(Stored items)
use std::collections::{HashMap, HashSet};
use std::fs;
use std::path::Path;
use std::sync::Arc;

use ontograph_core::config::{Config, ExtractionConfig};
use ontograph_core::knowledge::models::{Entity, EntityKind, ParseStatus, Resolution};
use ontograph_core::knowledge::{
    GraphRecord, JsonLinesSink, MemorySink, OntologyRegistry, Pipeline, RecordEmitter, RunError, RunOutput, Stage,
};
use pretty_assertions::assert_eq;
use tempfile::TempDir;
use tokio_util::sync::CancellationToken;

fn write(root: &Path, path: &str, content: &str) {
    let full = root.join(path);
    fs::create_dir_all(full.parent().unwrap()).unwrap();
    fs::write(full, content).unwrap();
}

fn pipeline_with_workers(workers: usize) -> Pipeline {
    let config = Config {
        extraction: ExtractionConfig {
            workers,
            ..ExtractionConfig::default()
        },
        ..Config::default()
    };
    Pipeline::from_config(config).unwrap()
}

fn pipeline() -> Pipeline {
    pipeline_with_workers(4)
}

async fn run(pipeline: &Pipeline, root: &Path) -> RunOutput {
    pipeline.run(root, "fixture", &CancellationToken::new()).await.unwrap()
}

fn named<'a>(output: &'a RunOutput, name: &str) -> Vec<&'a Entity> {
    output.entities.iter().filter(|e| e.simple_name == name).collect()
}

fn sample_repo() -> TempDir {
    let dir = TempDir::new().unwrap();
    let root = dir.path();
    write(root, "README.md", "# Sample\n");
    write(root, "src/utils/helper.min.js", "var a=1;");
    write(
        root,
        "src/app.py",
        r#"from src.models import User


def foo():
    """Entry point."""
    return bar()


def bar():
    return User("x")
"#,
    );
    write(
        root,
        "src/models.py",
        r#"class Base:
    pass


# A user of the system.
class User(Base):
    def __init__(self, name):
        self.name = name

    def greet(self):
        return self.format()

    def format(self):
        return "hi " + self.name
"#,
    );
    write(
        root,
        "web/app.ts",
        r#"import { helper } from "./util";

export function main(): number {
  return helper(2);
}
"#,
    );
    write(
        root,
        "web/util.ts",
        r#"export function helper(x: number): number {
  return x * 2;
}
"#,
    );
    write(
        root,
        "tests/test_models.py",
        r#"from src.models import User


def test_greet():
    assert User("a").greet() == "hi a"
"#,
    );
    dir
}

#[tokio::test]
async fn test_ignored_and_classified_files() {
    let repo = sample_repo();
    let output = run(&pipeline(), repo.path()).await;

    let paths: Vec<&str> = output.files.iter().map(|f| f.file.relative_path.as_str()).collect();
    assert!(!paths.contains(&"src/utils/helper.min.js"));
    assert_eq!(output.report.ignored, 1);

    let readme = output
        .files
        .iter()
        .find(|f| f.file.relative_path == "README.md")
        .unwrap();
    assert_eq!(readme.file.class_carrier, "DocumentationFile");
    assert_eq!(readme.file.class_content, "Readme");
    assert_eq!(readme.status, ParseStatus::NotParsed);
}

#[tokio::test]
async fn test_call_to_function_declared_later() {
    let dir = TempDir::new().unwrap();
    write(dir.path(), "m.py", "def foo():\n    bar()\n\n\ndef bar():\n    pass\n");
    let output = run(&pipeline(), dir.path()).await;

    let foo = named(&output, "foo")[0];
    let bar = named(&output, "bar")[0];
    let calls: Vec<_> = output
        .edges
        .iter()
        .filter(|e| e.predicate == "callsFunction")
        .collect();
    assert_eq!(calls.len(), 1);
    assert_eq!(calls[0].subject_id, foo.id);
    assert_eq!(calls[0].object, Resolution::Resolved(bar.id.clone()));
}

#[tokio::test]
async fn test_same_named_methods_under_conditionals() {
    let dir = TempDir::new().unwrap();
    write(
        dir.path(),
        "greeter.py",
        r#"class Greeter:
    if FLAG:
        def greet(self):
            return "a"
    else:
        def greet(self):
            return "b"
"#,
    );
    let output = run(&pipeline(), dir.path()).await;

    let class = named(&output, "Greeter")[0];
    let methods = named(&output, "greet");
    assert_eq!(methods.len(), 2);
    assert_ne!(methods[0].id, methods[1].id);
    for method in methods {
        assert_eq!(method.parent_id.as_deref(), Some(class.id.as_str()));
        assert_eq!(method.ontology_class, "MethodDefinition");
    }
}

#[tokio::test]
async fn test_syntax_error_isolated_to_its_file() {
    let dir = TempDir::new().unwrap();
    write(dir.path(), "good.py", "def fine():\n    return 1\n");
    write(dir.path(), "bad.py", "def ok():\n    return 1\n\ndef broken(:\n    pass\n");
    let output = run(&pipeline(), dir.path()).await;

    let bad = output
        .files
        .iter()
        .find(|f| f.file.relative_path == "bad.py")
        .unwrap();
    assert_eq!(bad.status, ParseStatus::ParseFailed);
    assert!(output.entities.iter().all(|e| e.file_path != "bad.py"));

    assert_eq!(output.report.failures.len(), 1);
    assert_eq!(output.report.failures[0].stage, Stage::Parse);
    assert_eq!(output.report.failures[0].path, "bad.py");
    assert_eq!(output.report.parse_failed, 1);

    assert_eq!(named(&output, "fine").len(), 1);
}

#[tokio::test]
async fn test_parse_timeout_fails_only_its_file() {
    let dir = TempDir::new().unwrap();
    let big: String = (0..40_000)
        .map(|i| format!("def f{i}():\n    return {i}\n"))
        .collect();
    write(dir.path(), "big.py", &big);
    write(dir.path(), "small.py", "def fine():\n    return 1\n");

    let config = Config {
        extraction: ExtractionConfig {
            workers: 2,
            parse_timeout_ms: 1,
            ..ExtractionConfig::default()
        },
        ..Config::default()
    };
    let output = run(&Pipeline::from_config(config).unwrap(), dir.path()).await;

    let big = output
        .files
        .iter()
        .find(|f| f.file.relative_path == "big.py")
        .unwrap();
    assert_eq!(big.status, ParseStatus::ParseFailed);
    assert!(output.entities.iter().all(|e| e.file_path != "big.py"));

    let parse_failures: Vec<_> = output
        .report
        .failures
        .iter()
        .filter(|f| f.path == "big.py" && f.stage == Stage::Parse)
        .collect();
    assert_eq!(parse_failures.len(), 1);
    assert!(parse_failures[0].reason.contains("timed out"), "{}", parse_failures[0].reason);

    assert_eq!(named(&output, "fine").len(), 1);
}

#[tokio::test]
async fn test_cross_file_edges() {
    let repo = sample_repo();
    let output = run(&pipeline(), repo.path()).await;
    let file_id = |path: &str| {
        output
            .files
            .iter()
            .find(|f| f.file.relative_path == path)
            .map(|f| f.file.id.clone())
            .unwrap()
    };
    let has_edge = |subject: &str, predicate: &str, object: &str| {
        output.edges.iter().any(|e| {
            e.subject_id == subject && e.predicate == predicate && e.object == Resolution::Resolved(object.to_string())
        })
    };

    assert!(has_edge(&file_id("web/app.ts"), "imports", &file_id("web/util.ts")));
    assert!(has_edge(&file_id("src/app.py"), "imports", &file_id("src/models.py")));

    let user = named(&output, "User")[0];
    let base = named(&output, "Base")[0];
    let bar = named(&output, "bar")[0];
    let greet = named(&output, "greet")[0];
    let format = named(&output, "format")[0];
    let test_greet = named(&output, "test_greet")[0];

    assert!(has_edge(&user.id, "extendsType", &base.id));
    assert!(has_edge(&bar.id, "instantiates", &user.id));
    assert!(has_edge(&greet.id, "callsFunction", &format.id));
    assert!(has_edge(&user.id, "hasMethod", &greet.id));
    assert!(has_edge(&test_greet.id, "testsFunction", &greet.id));

    let comment = output
        .entities
        .iter()
        .find(|e| e.kind == EntityKind::Comment && e.file_path == "src/models.py")
        .unwrap();
    assert!(has_edge(&comment.id, "documents", &user.id));
}

#[tokio::test]
async fn test_runs_are_idempotent() {
    let repo = sample_repo();
    let first = run(&pipeline_with_workers(1), repo.path()).await;
    let second = run(&pipeline_with_workers(8), repo.path()).await;

    assert_eq!(first.files, second.files);
    assert_eq!(first.entities, second.entities);
    assert_eq!(first.edges, second.edges);
    assert_ne!(first.report.run_id, second.report.run_id);
}

#[tokio::test]
async fn test_vocabulary_is_closed() {
    let repo = sample_repo();
    let pipeline = pipeline();
    let output = run(&pipeline, repo.path()).await;
    let registry = pipeline.registry();

    for entity in &output.entities {
        assert!(registry.is_known_class(&entity.ontology_class), "{}", entity.ontology_class);
    }
    for record in &output.files {
        assert!(registry.is_known_class(&record.file.class_carrier));
        assert!(registry.is_known_class(&record.file.class_content));
    }
    for edge in &output.edges {
        assert!(registry.is_known_object_property(&edge.predicate), "{}", edge.predicate);
    }

    let batch = RecordEmitter::new(Arc::clone(registry)).build(&output.files, &output.entities, &output.edges);
    assert!(batch.failures.is_empty(), "{:?}", batch.failures);
}

#[tokio::test]
async fn test_containment_is_acyclic_and_file_local() {
    let repo = sample_repo();
    let output = run(&pipeline(), repo.path()).await;
    let by_id: HashMap<&str, &Entity> = output.entities.iter().map(|e| (e.id.as_str(), e)).collect();

    for entity in &output.entities {
        let mut seen = HashSet::new();
        let mut current = entity;
        while let Some(parent_id) = current.parent_id.as_deref() {
            assert!(seen.insert(parent_id), "cycle at {}", entity.canonical_name);
            let parent = by_id[parent_id];
            assert_eq!(parent.file_id, entity.file_id);
            assert!(parent.start_line <= entity.start_line);
            current = parent;
        }
    }
}

#[tokio::test]
async fn test_entity_ids_are_unique() {
    let repo = sample_repo();
    let output = run(&pipeline(), repo.path()).await;
    let ids: HashSet<&str> = output.entities.iter().map(|e| e.id.as_str()).collect();
    assert_eq!(ids.len(), output.entities.len());
}

#[tokio::test]
async fn test_unresolved_import_is_kept() {
    let dir = TempDir::new().unwrap();
    write(dir.path(), "main.py", "import numpy\n\nx = numpy.zeros(3)\n");
    let output = run(&pipeline(), dir.path()).await;
    assert!(output
        .edges
        .iter()
        .any(|e| e.predicate == "imports" && e.object == Resolution::Unresolved("numpy".to_string())));
}

#[tokio::test]
async fn test_cancelled_run_emits_nothing() {
    let repo = sample_repo();
    let cancel = CancellationToken::new();
    cancel.cancel();
    let sink = MemorySink::new();
    let err = pipeline()
        .run_and_emit(repo.path(), "fixture", &cancel, &sink)
        .await
        .unwrap_err();
    assert!(matches!(err, RunError::Cancelled));
    assert!(sink.records().is_empty());
}

#[tokio::test]
async fn test_emit_json_lines() {
    let repo = sample_repo();
    let out = TempDir::new().unwrap();
    let path = out.path().join("graph.jsonl");
    let sink = JsonLinesSink::to_file(&path);

    let output = pipeline()
        .run_and_emit(repo.path(), "fixture", &CancellationToken::new(), &sink)
        .await
        .unwrap();

    let text = fs::read_to_string(&path).unwrap();
    let records: Vec<GraphRecord> = text.lines().map(|line| serde_json::from_str(line).unwrap()).collect();
    assert_eq!(records.len(), output.report.emitted);
    assert_eq!(
        records.iter().filter(|r| r.is_node()).count(),
        output.files.len() + output.entities.len()
    );
    assert_eq!(records.iter().filter(|r| r.is_edge()).count(), output.edges.len());
    assert_eq!(output.report.failures_in(Stage::Emit), 0);
}

#[tokio::test]
async fn test_custom_ontology_cache_rejects_records() {
    let repo = sample_repo();
    let dir = TempDir::new().unwrap();
    let registry = OntologyRegistry::embedded().unwrap();
    let mut cache = registry.cache().clone();
    cache.object_properties.remove("documents");
    let cache_path = dir.path().join("cache.json");
    fs::write(&cache_path, cache.to_json().unwrap()).unwrap();

    let mut config = Config::default();
    config.ontology.cache_path = Some(cache_path);
    let pipeline = Pipeline::from_config(config).unwrap();

    let sink = MemorySink::new();
    let output = pipeline
        .run_and_emit(repo.path(), "fixture", &CancellationToken::new(), &sink)
        .await
        .unwrap();
    let dropped = output.edges.iter().filter(|e| e.predicate == "documents").count();
    assert!(dropped > 0);
    assert_eq!(output.report.failures_in(Stage::Emit), dropped);
    assert!(sink.records().iter().all(|r| r.term() != "documents"));
}

#[tokio::test]
async fn test_missing_rules_file_is_fatal() {
    let mut config = Config::default();
    config.classification.rules_path = Some("/nonexistent/rules.toml".into());
    let err = Pipeline::from_config(config).err().unwrap();
    assert!(matches!(err, RunError::Rules(_)));
}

> **EXERCISE BRIEF**
All lines from the opening of the records through the line where "return bar()" occurs are to be output verbatim. No other line belongs in the answer.

> **WRITTEN ANSWER**
use std::collections::{HashMap, HashSet};
use std::fs;
use std::path::Path;
use std::sync::Arc;

use ontograph_core::config::{Config, ExtractionConfig};
use ontograph_core::knowledge::models::{Entity, EntityKind, ParseStatus, Resolution};
use ontograph_core::knowledge::{
    GraphRecord, JsonLinesSink, MemorySink, OntologyRegistry, Pipeline, RecordEmitter, RunError, RunOutput, Stage,
};
use pretty_assertions::assert_eq;
use tempfile::TempDir;
use tokio_util::sync::CancellationToken;

fn write(root: &Path, path: &str, content: &str) {
    let full = root.join(path);
    fs::create_dir_all(full.parent().unwrap()).unwrap();
    fs::write(full, content).unwrap();
}

fn pipeline_with_workers(workers: usize) -> Pipeline {
    let config = Config {
        extraction: ExtractionConfig {
            workers,
            ..ExtractionConfig::default()
        },
        ..Config::default()
    };
    Pipeline::from_config(config).unwrap()
}

fn pipeline() -> Pipeline {
    pipeline_with_workers(4)
}

async fn run(pipeline: &Pipeline, root: &Path) -> RunOutput {
    pipeline.run(root, "fixture", &CancellationToken::new()).await.unwrap()
}

fn named<'a>(output: &'a RunOutput, name: &str) -> Vec<&'a Entity> {
    output.entities.iter().filter(|e| e.simple_name == name).collect()
}

fn sample_repo() -> TempDir {
    let dir = TempDir::new().unwrap();
    let root = dir.path();
    write(root, "README.md", "# Sample\n");
    write(root, "src/utils/helper.min.js", "var a=1;");
    write(
        root,
        "src/app.py",
        r#"from src.models import User


def foo():
    """Entry point."""
    return bar()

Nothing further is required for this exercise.